*Try it:* Where in the records does the word "Duration" occur? Copy each line in which it does.

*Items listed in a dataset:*
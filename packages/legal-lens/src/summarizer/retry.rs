//! Rate-limit retry policy.

use std::time::Duration;

pub const DEFAULT_MAX_ATTEMPTS: u32 = 3;
pub const DEFAULT_BASE_DELAY_MS: u64 = 1000;

/// Linear backoff: the wait after attempt `n` (1-based) is `base_delay * n`.
///
/// Pure data; the actual waiting goes through a
/// [`Sleeper`](crate::traits::backend::Sleeper).
#[derive(Debug, Clone, Copy, PartialEq, Eq)]
pub struct RetryPolicy {
    /// Total attempts, including the first
    pub max_attempts: u32,

    /// Step added per attempt
    pub base_delay: Duration,
}

impl Default for RetryPolicy {
    fn default() -> Self {
        Self {
            max_attempts: DEFAULT_MAX_ATTEMPTS,
            base_delay: Duration::from_millis(DEFAULT_BASE_DELAY_MS),
        }
    }
}

impl RetryPolicy {
    /// Delay after a rate-limited `attempt` (1-based).
    pub fn delay_for(&self, attempt: u32) -> Duration {
        self.base_delay.saturating_mul(attempt)
    }
}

*Result:*
use std::time::Duration;
    pub base_delay: Duration,
            base_delay: Duration::from_millis(DEFAULT_BASE_DELAY_MS),
    pub fn delay_for(&self, attempt: u32) -> Duration {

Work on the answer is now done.